►
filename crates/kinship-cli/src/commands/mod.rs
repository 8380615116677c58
//! CLI command implementations

pub mod completions;
pub mod config;
pub mod edge;
pub mod entity;
pub mod io;
pub mod query;

use kinship_core::Guid;

/// Parse a guid argument, rejecting zero and negative values
pub fn parse_guid(s: &str) -> Result<Guid, String> {
    let guid: i64 = s.parse().map_err(|_| format!("'{}' is not an integer guid", s))?;
    let guid = Guid(guid);
    if !guid.is_set() {
        return Err(format!("guid must be positive, got {}", s));
    }
    Ok(guid)
}
//! CLI configuration

use std::path::{Path, PathBuf};

use anyhow::Context;
use clap::ValueEnum;
use serde::{Deserialize, Serialize};

use kinship_core::limits::{validate_query_limit, DEFAULT_QUERY_LIMIT};

/// Environment variable overriding the config file location
pub const CONFIG_ENV: &str = "KINSHIP_CONFIG";

/// Get default data directory
pub fn default_data_dir() -> PathBuf {
    dirs::data_dir()
        .unwrap_or_else(|| PathBuf::from("."))
        .join("kinship")
}

/// Location of `config.toml`
pub fn config_file_path() -> PathBuf {
    match std::env::var_os(CONFIG_ENV) {
        Some(path) if !path.is_empty() => PathBuf::from(path),
        _ => dirs::config_dir()
            .unwrap_or_else(|| PathBuf::from("."))
            .join("kinship")
            .join("config.toml"),
    }
}

/// Storage backend selection
#[derive(Debug, Clone, Copy, Default, PartialEq, Eq, Serialize, Deserialize, ValueEnum)]
#[serde(rename_all = "lowercase")]
pub enum BackendKind {
    #[default]
    Sqlite,
    Redb,
    Memory,
}

impl BackendKind {
    pub fn as_str(&self) -> &'static str {
        match self {
            Self::Sqlite => "sqlite",
            Self::Redb => "redb",
            Self::Memory => "memory",
        }
    }
}

impl std::str::FromStr for BackendKind {
    type Err = anyhow::Error;

    fn from_str(s: &str) -> Result<Self, Self::Err> {
        match s.to_ascii_lowercase().as_str() {
            "sqlite" => Ok(Self::Sqlite),
            "redb" => Ok(Self::Redb),
            "memory" => Ok(Self::Memory),
            other => anyhow::bail!("Unknown backend '{}' (expected sqlite, redb or memory)", other),
        }
    }
}

/// Configuration for the CLI
#[derive(Debug, Clone, PartialEq, Serialize, Deserialize)]
#[serde(default)]
pub struct Config {
    pub data_dir: PathBuf,
    pub backend: BackendKind,
    /// Prepended to SQLite table names
    pub table_prefix: String,
    /// Requesting identity for relationship queries
    pub identity: i64,
    /// Access ids the requesting identity may see
    pub visibility: Vec<i64>,
    pub default_limit: usize,
}

impl Default for Config {
    fn default() -> Self {
        Self {
            data_dir: default_data_dir(),
            backend: BackendKind::default(),
            table_prefix: String::new(),
            identity: 0,
            visibility: Vec::new(),
            default_limit: DEFAULT_QUERY_LIMIT,
        }
    }
}

impl Config {
    /// Load from the default location, falling back to defaults when absent
    pub fn load() -> anyhow::Result<Self> {
        Self::load_from(&config_file_path())
    }

    pub fn load_from(path: &Path) -> anyhow::Result<Self> {
        if !path.exists() {
            return Ok(Self::default());
        }
        let content = std::fs::read_to_string(path)
            .with_context(|| format!("Failed to read config file {}", path.display()))?;
        let config = toml::from_str(&content)
            .with_context(|| format!("Invalid config file {}", path.display()))?;
        Ok(config)
    }

    pub fn save(&self) -> anyhow::Result<()> {
        self.save_to(&config_file_path())
    }

    pub fn save_to(&self, path: &Path) -> anyhow::Result<()> {
        if let Some(parent) = path.parent() {
            std::fs::create_dir_all(parent)?;
        }
        std::fs::write(path, toml::to_string_pretty(self)?)?;
        Ok(())
    }

    pub fn keys() -> &'static [&'static str] {
        &[
            "data_dir",
            "backend",
            "table_prefix",
            "identity",
            "visibility",
            "default_limit",
        ]
    }

    pub fn get(&self, key: &str) -> Option<String> {
        let value = match key {
            "data_dir" => self.data_dir.display().to_string(),
            "backend" => self.backend.as_str().to_string(),
            "table_prefix" => self.table_prefix.clone(),
            "identity" => self.identity.to_string(),
            "visibility" => self
                .visibility
                .iter()
                .map(|a| a.to_string())
                .collect::<Vec<_>>()
                .join(","),
            "default_limit" => self.default_limit.to_string(),
            _ => return None,
        };
        Some(value)
    }

    pub fn set(&mut self, key: &str, value: &str) -> anyhow::Result<()> {
        match key {
            "data_dir" => self.data_dir = PathBuf::from(value),
            "backend" => self.backend = value.parse()?,
            "table_prefix" => self.table_prefix = value.to_string(),
            "identity" => {
                self.identity = value
                    .parse()
                    .with_context(|| format!("identity must be an integer, got '{}'", value))?
            }
            "visibility" => {
                self.visibility = value
                    .split(',')
                    .map(str::trim)
                    .filter(|s| !s.is_empty())
                    .map(|s| s.parse::<i64>())
                    .collect::<Result<_, _>>()
                    .with_context(|| format!("visibility must be a comma-separated list of integers, got '{}'", value))?
            }
            "default_limit" => {
                let limit: usize = value
                    .parse()
                    .with_context(|| format!("default_limit must be a positive integer, got '{}'", value))?;
                validate_query_limit(limit)?;
                self.default_limit = limit;
            }
            _ => anyhow::bail!(
                "Unknown config key: {}. Available keys: {}",
                key,
                Self::keys().join(", ")
            ),
        }
        Ok(())
    }
}
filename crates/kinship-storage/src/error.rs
//! Storage error types

use thiserror::Error;

/// Result type alias for storage operations
pub type StorageResult<T> = std::result::Result<T, StorageError>;

/// Storage-specific error types
#[derive(Error, Debug)]
pub enum StorageError {
    #[error("Database error: {0}")]
    Database(String),

    #[error("Serialization error: {0}")]
    Serialization(#[from] serde_json::Error),

    #[error("Unable to save relationship: {0}")]
    SaveFailed(String),

    #[error("Validation error: {0}")]
    Validation(#[from] kinship_core::ValidationError),

    #[error("Portable identifier {uid} already belongs to entity {guid}")]
    UidConflict { uid: String, guid: i64 },

    #[error("Invalid table prefix: {0}")]
    InvalidPrefix(String),

    #[error("IO error: {0}")]
    Io(#[from] std::io::Error),

    #[error("Migration error: {0}")]
    Migration(String),

    #[error("Connection error: {0}")]
    Connection(String),

    #[cfg(feature = "redb")]
    #[error("ReDB error: {0}")]
    Redb(#[from] ::redb::Error),

    #[cfg(feature = "redb")]
    #[error("ReDB database error: {0}")]
    RedbDatabase(#[from] ::redb::DatabaseError),

    #[cfg(feature = "redb")]
    #[error("ReDB table error: {0}")]
    RedbTable(#[from] ::redb::TableError),

    #[cfg(feature = "redb")]
    #[error("ReDB storage error: {0}")]
    RedbStorage(#[from] ::redb::StorageError),

    #[cfg(feature = "redb")]
    #[error("ReDB commit error: {0}")]
    RedbCommit(#[from] ::redb::CommitError),

    #[cfg(feature = "redb")]
    #[error("ReDB transaction error: {0}")]
    RedbTransaction(#[from] ::redb::TransactionError),

    #[cfg(feature = "sqlite")]
    #[error("SQLite error: {0}")]
    Sqlite(#[from] ::rusqlite::Error),
}

impl StorageError {
    pub(crate) fn uid_conflict(entity: &kinship_core::Entity, bound: i64) -> Self {
        StorageError::UidConflict {
            uid: entity.uid.to_string(),
            guid: bound,
        }
    }

    pub(crate) fn lock<E: std::fmt::Display>(err: E) -> Self {
        StorageError::Database(format!("Lock error: {}", err))
    }

    #[cfg(feature = "sqlite")]
    pub(crate) fn invalid_timestamp(micros: i64) -> Self {
        StorageError::Database(format!("Invalid timestamp: {}", micros))
    }
}
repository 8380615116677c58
//! Kinship CLI - Command line interface for the relationship graph store

use std::path::PathBuf;
use std::sync::Arc;

use clap::{Parser, Subcommand};
use tracing_subscriber::{fmt, prelude::*, EnvFilter};

mod commands;
mod config;
mod output;

use commands::{completions, config as config_cmd, edge, entity, io, query};
use config::{BackendKind, Config};
use kinship_storage::{MemoryStorage, StorageBackend};
use output::OutputFormat;

#[derive(Parser)]
#[command(name = "kinship")]
#[command(author, version, about = "Directed, labeled relationships between entities")]
pub struct Cli {
    /// Data directory
    #[arg(short, long, global = true)]
    pub data_dir: Option<PathBuf>,

    /// Storage backend
    #[arg(short, long, global = true)]
    pub backend: Option<BackendKind>,

    /// Output format
    #[arg(short, long, value_enum, default_value_t = OutputFormat::Table, global = true)]
    pub format: OutputFormat,

    /// Verbosity level (-v, -vv, -vvv)
    #[arg(short, long, action = clap::ArgAction::Count, global = true)]
    pub verbose: u8,

    /// Suppress output except errors
    #[arg(short, long, global = true)]
    pub quiet: bool,

    #[command(subcommand)]
    pub command: Commands,
}

#[derive(Subcommand)]
pub enum Commands {
    /// Manage edges
    Edge(edge::EdgeArgs),
    /// Manage entity rows
    Entity(entity::EntityArgs),
    /// Find entities related to an entity
    Query(query::QueryArgs),
    /// Export relationships rooted at an entity
    Export(io::ExportArgs),
    /// Import relationship documents
    Import(io::ImportArgs),
    /// Manage configuration
    Config(config_cmd::ConfigArgs),
    /// Generate shell completions
    Completions(completions::CompletionsArgs),
}

/// Application context with storage backend
pub struct AppContext {
    pub storage: Arc<dyn StorageBackend>,
    pub config: Config,
}

impl AppContext {
    pub async fn new(cli: &Cli, config: Config) -> anyhow::Result<Self> {
        let backend = cli.backend.unwrap_or(config.backend);
        let data_dir = cli.data_dir.clone().unwrap_or_else(|| config.data_dir.clone());

        let storage: Arc<dyn StorageBackend> = match backend {
            BackendKind::Memory => Arc::new(MemoryStorage::new()),
            BackendKind::Sqlite => {
                std::fs::create_dir_all(&data_dir)?;
                let db_path = data_dir.join("kinship.db");
                tracing::debug!("Using database at: {:?}", db_path);
                open_sqlite(&db_path, &config.table_prefix)?
            }
            BackendKind::Redb => {
                std::fs::create_dir_all(&data_dir)?;
                let db_path = data_dir.join("kinship.redb");
                tracing::debug!("Using database at: {:?}", db_path);
                open_redb(&db_path)?
            }
        };
        storage.initialize().await?;

        Ok(Self { storage, config })
    }
}

#[cfg(feature = "sqlite")]
fn open_sqlite(path: &std::path::Path, prefix: &str) -> anyhow::Result<Arc<dyn StorageBackend>> {
    Ok(Arc::new(kinship_storage::SqliteStorage::open_with_prefix(path, prefix)?))
}

#[cfg(not(feature = "sqlite"))]
fn open_sqlite(_path: &std::path::Path, _prefix: &str) -> anyhow::Result<Arc<dyn StorageBackend>> {
    anyhow::bail!("SQLite backend not enabled. Rebuild with --features sqlite")
}

#[cfg(feature = "redb")]
fn open_redb(path: &std::path::Path) -> anyhow::Result<Arc<dyn StorageBackend>> {
    Ok(Arc::new(kinship_storage::RedbStorage::open(path)?))
}

#[cfg(not(feature = "redb"))]
fn open_redb(_path: &std::path::Path) -> anyhow::Result<Arc<dyn StorageBackend>> {
    anyhow::bail!("ReDB backend not enabled. Rebuild with --features redb")
}

#[tokio::main]
async fn main() -> anyhow::Result<()> {
    let cli = Cli::parse();

    // Set up logging based on verbosity
    let filter = match cli.verbose {
        0 if cli.quiet => "error",
        0 => "warn",
        1 => "info",
        2 => "debug",
        _ => "trace",
    };

    tracing_subscriber::registry()
        .with(fmt::layer().with_writer(std::io::stderr))
        .with(EnvFilter::try_from_default_env().unwrap_or_else(|_| filter.into()))
        .init();

    tracing::debug!("Starting kinship CLI");

    // These never touch storage
    match &cli.command {
        Commands::Config(args) => return config_cmd::run(args),
        Commands::Completions(args) => return completions::run(args),
        _ => {}
    }

    let config = Config::load()?;
    let ctx = AppContext::new(&cli, config).await?;

    match &cli.command {
        Commands::Edge(args) => edge::run(args, &cli, &ctx).await?,
        Commands::Entity(args) => entity::run(args, &cli, &ctx).await?,
        Commands::Query(args) => query::run(args, &cli, &ctx).await?,
        Commands::Export(args) => io::run_export(args, &cli, &ctx).await?,
        Commands::Import(args) => io::run_import(args, &cli, &ctx).await?,
        Commands::Config(_) | Commands::Completions(_) => {}
    }

    ctx.storage.close().await?;
    Ok(())
}
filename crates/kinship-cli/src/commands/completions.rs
//! Shell completions command

use clap::{Args, CommandFactory};
use clap_complete::{generate, Shell};
use std::io;

use crate::Cli;

#[derive(Args)]
pub struct CompletionsArgs {
    /// Shell to generate completions for
    #[arg(value_enum)]
    pub shell: Shell,
}

pub fn run(args: &CompletionsArgs) -> anyhow::Result<()> {
    let mut cmd = Cli::command();
    let name = cmd.get_name().to_string();
    generate(args.shell, &mut cmd, name, &mut io::stdout());
    Ok(())
}
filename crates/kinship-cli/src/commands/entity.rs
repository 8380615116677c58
//! Entity commands
//!
//! Entity rows normally belong to the host application; these commands seed
//! and inspect them when the store is used standalone.

use clap::{Args, Subcommand};

use crate::commands::parse_guid;
use crate::output::{emit, entity_line};
use crate::{AppContext, Cli};
use kinship_core::{AccessId, Entity, Guid, Ulid};

#[derive(Args)]
pub struct EntityArgs {
    #[command(subcommand)]
    pub command: EntityCommands,
}

#[derive(Subcommand)]
pub enum EntityCommands {
    /// Insert or replace an entity row
    Put {
        /// Entity guid
        #[arg(value_parser = parse_guid)]
        guid: Guid,
        /// Entity type
        #[arg(short = 't', long = "type")]
        entity_type: String,
        /// Entity subtype
        #[arg(short, long)]
        subtype: Option<String>,
        /// Owning entity guid
        #[arg(short, long, default_value_t = 0)]
        owner: i64,
        /// Access id
        #[arg(short, long, default_value_t = 0)]
        access: i64,
        /// Portable identifier (generated if omitted)
        #[arg(short, long)]
        uid: Option<Ulid>,
    },
    /// Show an entity by guid or portable identifier
    Get {
        /// Entity guid
        #[arg(value_parser = parse_guid, required_unless_present = "uid")]
        guid: Option<Guid>,
        /// Look up by portable identifier instead
        #[arg(short, long, conflicts_with = "guid")]
        uid: Option<Ulid>,
    },
}

pub async fn run(args: &EntityArgs, cli: &Cli, ctx: &AppContext) -> anyhow::Result<()> {
    match &args.command {
        EntityCommands::Put {
            guid,
            entity_type,
            subtype,
            owner,
            access,
            uid,
        } => {
            let mut entity = Entity::new(*guid, entity_type.as_str())
                .with_owner(Guid(*owner))
                .with_access(AccessId(*access));
            if let Some(subtype) = subtype {
                entity = entity.with_subtype(subtype.as_str());
            }
            if let Some(uid) = uid {
                entity = entity.with_uid(*uid);
            }

            ctx.storage.save_entity(&entity).await?;
            tracing::info!("Saved entity {} ({})", entity.guid, entity.uid);
            emit(&entity, cli.format, |e| format!("Saved entity {}", entity_line(e)))?;
        }
        EntityCommands::Get { guid, uid } => {
            let found = match (guid, uid) {
                (_, Some(uid)) => ctx.storage.get_entity_by_uid(uid).await?,
                (Some(guid), None) => ctx.storage.get_entity(*guid).await?,
                (None, None) => anyhow::bail!("Provide a guid or --uid"),
            };
            let Some(entity) = found else {
                anyhow::bail!("Entity not found");
            };
            emit(&entity, cli.format, entity_line)?;
        }
    }

    Ok(())
}
//! Kinship Storage - Edge store backends
//!
//! Each backend owns the relationship table and implements the
//! relationship query against a companion entity table.

#![allow(clippy::result_large_err)]

pub mod error;
pub mod migration;
pub mod traits;

#[cfg(feature = "redb")]
pub mod redb;

#[cfg(feature = "sqlite")]
pub mod sqlite;

pub mod memory;

pub use error::{StorageError, StorageResult};
pub use migration::{Migratable, SchemaVersion, CURRENT_VERSION, MIGRATIONS};
pub use traits::{EntityDirectory, StorageBackend};

#[cfg(feature = "redb")]
pub use redb::RedbStorage;

#[cfg(feature = "sqlite")]
pub use sqlite::SqliteStorage;

pub use memory::MemoryStorage;
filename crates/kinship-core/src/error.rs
//! Error types for Kinship Core

use thiserror::Error;

/// Result type alias using Kinship's Error
pub type Result<T> = std::result::Result<T, Error>;

/// Kinship core error types
#[derive(Error, Debug)]
pub enum Error {
    #[error("Invalid ordering: {0}")]
    InvalidOrder(String),

    #[error("Validation error: {0}")]
    Validation(String),
}
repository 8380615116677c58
//! SQLite storage backend
//!
//! The relationship query runs as a single parameterised join between the
//! relationship table and the entity table. Table names carry an optional
//! prefix so the store can share a database with its host.

use crate::error::{StorageError, StorageResult};
use crate::migration::{Migratable, SchemaVersion};
use crate::traits::{EntityDirectory, StorageBackend};
use async_trait::async_trait;
use chrono::{DateTime, Utc};
use kinship_core::limits::{sanitize_relationship, validate_relationship, MAX_QUERY_LIMIT};
use kinship_core::{
    AccessId, Direction, EdgeId, EdgeRecord, Entity, EntityType, Guid, OrderColumn, QueryContext,
    RelationshipQuery, Ulid,
};
use rusqlite::types::Value;
use rusqlite::{params, params_from_iter, Connection, OptionalExtension, Row};
use std::collections::BTreeMap;
use std::path::Path;
use std::sync::{Mutex, MutexGuard};

#[derive(Debug, Clone)]
struct Tables {
    edges: String,
    entities: String,
    subtypes: String,
    schema: String,
}

impl Tables {
    fn new(prefix: &str) -> StorageResult<Self> {
        if !prefix.chars().all(|c| c.is_ascii_alphanumeric() || c == '_') {
            return Err(StorageError::InvalidPrefix(prefix.to_string()));
        }
        Ok(Self {
            edges: format!("{}entity_relationships", prefix),
            entities: format!("{}entities", prefix),
            subtypes: format!("{}entity_subtypes", prefix),
            schema: format!("{}schema_version", prefix),
        })
    }
}

type EdgeRow = (i64, i64, String, i64, i64);
type EntityRow = (i64, String, String, Option<String>, i64, i64, i64);

fn read_edge_row(row: &Row<'_>) -> rusqlite::Result<EdgeRow> {
    Ok((row.get(0)?, row.get(1)?, row.get(2)?, row.get(3)?, row.get(4)?))
}

fn read_entity_row(row: &Row<'_>) -> rusqlite::Result<EntityRow> {
    Ok((
        row.get(0)?,
        row.get(1)?,
        row.get(2)?,
        row.get(3)?,
        row.get(4)?,
        row.get(5)?,
        row.get(6)?,
    ))
}

fn to_micros(time: &DateTime<Utc>) -> i64 {
    time.timestamp_micros()
}

fn from_micros(micros: i64) -> StorageResult<DateTime<Utc>> {
    DateTime::<Utc>::from_timestamp_micros(micros).ok_or_else(|| StorageError::invalid_timestamp(micros))
}

fn edge_from_row((id, guid_one, relationship, guid_two, time_created): EdgeRow) -> StorageResult<EdgeRecord> {
    Ok(EdgeRecord {
        id: Some(EdgeId(id)),
        guid_one: Guid(guid_one),
        relationship,
        guid_two: Guid(guid_two),
        time_created: from_micros(time_created)?,
        attributes: BTreeMap::new(),
    })
}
◄
Among the records, find the lines that contain "StorageResult" and copy each of them.

pub type StorageResult<T> = std::result::Result<T, StorageError>;
pub use error::{StorageError, StorageResult};
use crate::error::{StorageError, StorageResult};
    fn new(prefix: &str) -> StorageResult<Self> {
fn from_micros(micros: i64) -> StorageResult<DateTime<Utc>> {
fn edge_from_row((id, guid_one, relationship, guid_two, time_created): EdgeRow) -> StorageResult<EdgeRecord> {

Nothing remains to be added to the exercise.